I need to copy the lens type or lens ID value to lensmodel in DNGs.

I haven't quite figured it out, but it's needed because apparently lots of applications use lensmodel to display which lens you used, not the other values.

So I'm wondering how to do this, and whether it will mess up my DNGs. Experimenting a bit, I just wrote the value manually into that tag, but wound up with a DNG with the preview borked (I didn't use an overwrite option). Thanks.

Rob

Oakland Rob

BTW, the info is for Pentax lenses that are listed in the Pentax table; one for example is '7 201 = smc Pentax-DA L 50-200mm F4-5.6 ED WR

So I have ID's; I guess LensID that I see is a derived name from that tag. I am trying to get the info in lensmodel in hope that I can then use it to filter in Lightroom, for example. It seems that on import, Lightroom must write the lens name into Lens and LensModel for lenses it has in it's lens profiles; it seems to do it with those lenses and not the others. So I need to do this for lenses that Lightroom and DxO don't seem to know about (and frustratingly, the only difference between the lenses they know or don't know is that "L" in the name of the example above. Or maybe it's the ID no. In any case, it's the same optically).

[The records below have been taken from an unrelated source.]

//! Packet Sniper entry point
//!
//! Headless demo: runs the deterministic simulation at the fixed timestep
//! with a simple auto-player and reports the outcome. The browser/GUI shell
//! consumes the same `tick` + event stream.

use std::time::{SystemTime, UNIX_EPOCH};

use packet_sniper::consts::SIM_DT;
use packet_sniper::profile::{MemoryStore, PlayerProfile, save_profile};
use packet_sniper::sim::{ShotEvent, SimEvent, SimState, TickInput, Viewport, tick};
use packet_sniper::{GamePhase, Leaderboard, Progression};

/// Demo length in simulated seconds
const DEMO_SECS: u64 = 90;

fn main() {
    env_logger::init();

    let seed = std::env::args()
        .nth(1)
        .and_then(|arg| arg.parse().ok())
        .unwrap_or_else(|| {
            SystemTime::now()
                .duration_since(UNIX_EPOCH)
                .map(|d| d.as_millis() as u64)
                .unwrap_or(0)
        });
    log::info!("packet sniper demo starting, seed {seed}");

    let mut tracker = Progression::new("Agent");
    tracker.start_game();
    let mut state = SimState::new(seed, Viewport::default());

    let mut destroyed = 0u32;
    let mut criticals = 0u32;

    for step in 0..DEMO_SECS * packet_sniper::consts::TICK_RATE as u64 {
        // Aim at the first threat on screen every third of a second
        let shots = if step % 20 == 0 {
            state
                .packets
                .iter()
                .find(|p| p.kind.is_threat())
                .map(|p| {
                    vec![ShotEvent {
                        x: p.pos.x,
                        y: p.pos.y,
                    }]
                })
                .unwrap_or_default()
        } else {
            Vec::new()
        };

        let input = TickInput {
            shots,
            ..Default::default()
        };
        for event in tick(&mut state, &mut tracker, &input, SIM_DT) {
            match event {
                SimEvent::PacketDestroyed { .. } => destroyed += 1,
                SimEvent::CriticalHit { .. } => criticals += 1,
                SimEvent::GameOver { reason } => {
                    log::info!("run ended: {}", reason.as_str());
                }
                _ => {}
            }
        }

        if tracker.phase() == GamePhase::GameOver {
            break;
        }
    }

    // Bank the wave bonuses so the summary shows a real score
    if tracker.phase() == GamePhase::Playing {
        tracker.end_wave();
    }

    log::info!(
        "demo over: level {}, score {}, {} destroyed ({} criticals), {} threats missed",
        tracker.level(),
        tracker.score(),
        destroyed,
        criticals,
        tracker.total_threats_missed,
    );

    let mut board = Leaderboard::new();
    if let Some(rank) = board.add_score(
        &tracker.player_name,
        tracker.score(),
        tracker.level(),
        tracker.wave_number(),
    ) {
        log::info!("leaderboard rank #{rank}");
    }

    let mut store = MemoryStore::new();
    save_profile(&mut store, &PlayerProfile::from_progression(&tracker));
}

So I'm a bit unsure of what to copy to where, since for starters I dunno if it should be a ID no or not.

Phil Harvey

Hi Rob,

The command should be:

exiftool "-lensmodel<lensid" DIR

But I would like to have more details about the "borked" preview.  This should not happen.  Are you starting from a DNG straight out of a Pentax camera?  If so, what model?  And what software are you using to view the "borked" preview?  There should be no need to use "an overwrite option".  If you meant the -overwrite_original option, I would recommend NOT doing this so the original image will be preserved with an "_original" extension added.

- Phil
...where DIR is the name of a directory/folder containing the images.  On Mac/Linux/PowerShell, use single quotes (') instead of double quotes (") around arguments containing a dollar sign ($).

Oakland Rob

Can't reproduce it; I can't remember what I was doing. I think it was adding something to the usercomment. It was odd because normally when something is added to the .dng suffix OS X just throws a EXEC icon over it until I rename it. I found it in the the trash, and it displays correctly, with that unix icon. I suspect that what happened was that I was browsing that folder and the application I was using (not the Finder) displayed something odd. Bottom line, not an exiftool thing.

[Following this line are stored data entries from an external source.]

//! Spawn scheduling: continuous cadence for early levels, burst-cooldown
//! above level 10, and the high-frequency Heat Wave override.
//!
//! All cadence runs off the single simulation clock. A cycle period always
//! covers its own staggered burst, so two bursts can never be in flight at
//! once and pausing freezes everything by simply not ticking.

use rand::Rng;
use rand_pcg::Pcg32;
use serde::{Deserialize, Serialize};

use crate::ms_to_ticks;

/// Burst-mode parameters for level >= 10
#[derive(Debug, Clone, Copy, PartialEq, Eq, Serialize, Deserialize)]
pub struct BurstParams {
    /// Packets per burst (2-4)
    pub size: u32,
    pub duration_ms: u32,
    pub cooldown_ms: u32,
}

/// Continuous spawn interval for levels 1-9 (ms)
pub fn spawn_interval_ms(level: u32) -> u32 {
    let level_spawn_bonus = (level * 8).min(350);
    (900u32.saturating_sub(level * 40).saturating_sub(level_spawn_bonus)).max(250)
}

/// Burst spawn parameters for levels 10+
pub fn burst_params(level: u32) -> BurstParams {
    let above = level.saturating_sub(9);
    BurstParams {
        size: 2 + (above / 2).min(2),
        duration_ms: (1200u32.saturating_sub(above * 80)).max(500),
        cooldown_ms: (2500u32.saturating_sub(above * 100)).max(1000),
    }
}

/// Heat Wave spawn interval (ms), tiered like the rest of the curve
pub fn heat_wave_interval_ms(level: u32) -> u32 {
    let base = 400u32.saturating_sub(level * 15).max(150);
    if level > 90 {
        (230u32.saturating_sub((level - 90) * 2)).max(180)
    } else if level >= 20 {
        230
    } else if level >= 15 {
        (base + 50).max(200)
    } else {
        base
    }
}

/// Opening population when a session starts or resumes.
/// Early levels get a small fixed count; level 10+ grows logarithmically
/// with an occasional extra packet, capped at 7.
pub fn initial_population(level: u32, rng: &mut Pcg32) -> u32 {
    if level < 10 {
        2 + (level as f32 * 0.4).floor() as u32
    } else {
        let log_growth = ((level - 8) as f32).log2().floor() as u32;
        let random_bonus = if rng.random::<f32>() < 0.3 { 1 } else { 0 };
        (3 + log_growth + random_bonus).min(7)
    }
}

/// What a due spawn should produce
#[derive(Debug, Clone, Copy, PartialEq, Eq, Serialize, Deserialize)]
pub struct SpawnRequest {
    pub event_variant: bool,
    pub forced_encrypted: bool,
}

impl SpawnRequest {
    pub const NORMAL: Self = Self {
        event_variant: false,
        forced_encrypted: false,
    };
    pub const HEAT_WAVE: Self = Self {
        event_variant: true,
        forced_encrypted: false,
    };
}

#[derive(Debug, Clone, Copy, Serialize, Deserialize)]
struct DelayedSpawn {
    /// Ticks remaining before the spawn fires
    delay: u32,
    request: SpawnRequest,
}

/// Active cadence mode, derived from level tier or an event override
#[derive(Debug, Clone, Copy, PartialEq, Eq, Serialize, Deserialize)]
pub enum SpawnMode {
    /// One packet per interval (levels 1-9)
    Continuous { interval: u32 },
    /// Staggered bursts separated by a cooldown (levels 10+)
    Burst { size: u32, burst: u32, cooldown: u32 },
    /// Heat Wave override: fast cadence, sometimes several packets per cycle
    HeatWave { interval: u32 },
}

/// The spawn scheduler. Rebuilt whenever play (re)starts, the level changes,
/// or a Heat Wave swaps the cadence - never two running at once.
#[derive(Debug, Clone, Serialize, Deserialize)]
pub struct Spawner {
    pub mode: SpawnMode,
    /// Level the cadence was derived from
    level: u32,
    /// Ticks until the next cycle fires
    cycle: u32,
    queue: Vec<DelayedSpawn>,
}

impl Spawner {
    /// Normal cadence for the given level: continuous below 10, bursts above
    pub fn normal(level: u32) -> Self {
        let mode = if level < 10 {
            SpawnMode::Continuous {
                interval: ms_to_ticks(spawn_interval_ms(level)),
            }
        } else {
            let params = burst_params(level);
            SpawnMode::Burst {
                size: params.size,
                burst: ms_to_ticks(params.duration_ms),
                cooldown: ms_to_ticks(params.cooldown_ms),
            }
        };
        let cycle = match mode {
            SpawnMode::Continuous { interval } | SpawnMode::HeatWave { interval } => interval,
            SpawnMode::Burst { burst, cooldown, .. } => burst + cooldown,
        };
        Self {
            mode,
            level,
            cycle,
            queue: Vec::new(),
        }
    }

    /// Heat Wave cadence override
    pub fn heat_wave(level: u32) -> Self {
        let interval = ms_to_ticks(heat_wave_interval_ms(level));
        Self {
            mode: SpawnMode::HeatWave { interval },
            level,
            cycle: interval,
            queue: Vec::new(),
        }
    }

    pub fn level(&self) -> u32 {
        self.level
    }

    /// Schedule a spawn `delay` ticks from now (0 = this tick)
    pub fn push_delayed(&mut self, delay: u32, request: SpawnRequest) {
        self.queue.push(DelayedSpawn { delay, request });
    }

    /// Drop everything still waiting to fire
    pub fn clear_pending(&mut self) {
        self.queue.clear();
    }

    /// Queue the opening population for a session (re)start
    pub fn seed_initial(&mut self, level: u32, rng: &mut Pcg32) {
        let count = initial_population(level, rng);
        if level < 10 {
            for _ in 0..count {
                self.push_delayed(0, SpawnRequest::NORMAL);
            }
        } else {
            // Only a few land immediately; the rest trickle in 100ms apart
            let immediate = count.min(3);
            for _ in 0..immediate {
                self.push_delayed(0, SpawnRequest::NORMAL);
            }
            for i in 0..count - immediate {
                self.push_delayed((i + 1) * ms_to_ticks(100), SpawnRequest::NORMAL);
            }
        }
    }

    /// Advance one tick and return the spawns due now.
    pub fn take_due(&mut self, rng: &mut Pcg32) -> Vec<SpawnRequest> {
        let mut due: Vec<SpawnRequest> = Vec::new();

        self.queue.retain_mut(|entry| {
            if entry.delay == 0 {
                due.push(entry.request);
                false
            } else {
                entry.delay -= 1;
                true
            }
        });

        if self.cycle > 0 {
            self.cycle -= 1;
        }
        if self.cycle == 0 {
            match self.mode {
                SpawnMode::Continuous { interval } => {
                    due.push(SpawnRequest::NORMAL);
                    self.cycle = interval;
                }
                SpawnMode::Burst {
                    size,
                    burst,
                    cooldown,
                } => {
                    // Stagger the burst evenly across its duration; the cycle
                    // period spans burst + cooldown so the queue is always
                    // drained before the next burst starts
                    let stagger = burst / size.max(1);
                    due.push(SpawnRequest::NORMAL);
                    for i in 1..size {
                        self.push_delayed(i * stagger, SpawnRequest::NORMAL);
                    }
                    self.cycle = burst + cooldown;
                }
                SpawnMode::HeatWave { interval } => {
                    // 50% chance of a multi-spawn cycle (2-3 packets, 50ms apart)
                    let count = if rng.random::<f32>() < 0.5 {
                        1
                    } else {
                        2 + rng.random_range(0..2)
                    };
                    due.push(SpawnRequest::HEAT_WAVE);
                    for i in 1..count {
                        self.push_delayed(i * ms_to_ticks(50), SpawnRequest::HEAT_WAVE);
                    }
                    self.cycle = interval;
                }
            }
        }

        due
    }
}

The command works great. You are wonderful; thanks.

Oakland Rob

Sorry, forgot to ask: how could I change both lensmodel and lens with the same value from lensid at once? Instead of running "lensmodel<lensid" once and then "lens<lensid" a second time? I looked at the -tagsfromfile examples and didn't see anything quite like this.

Phil Harvey

It always surprises me how often this type of question comes up.  I would have thought the answer was intuitively obvious:

exiftool "-lensmodel<lensid" "-lens<lensid" DIR

(This is common mistake number 4.)

- Phil
...where DIR is the name of a directory/folder containing the images.  On Mac/Linux/PowerShell, use single quotes (') instead of double quotes (") around arguments containing a dollar sign ($).

Oakland Rob

AARGH. SO sorry. It was actually my quotes.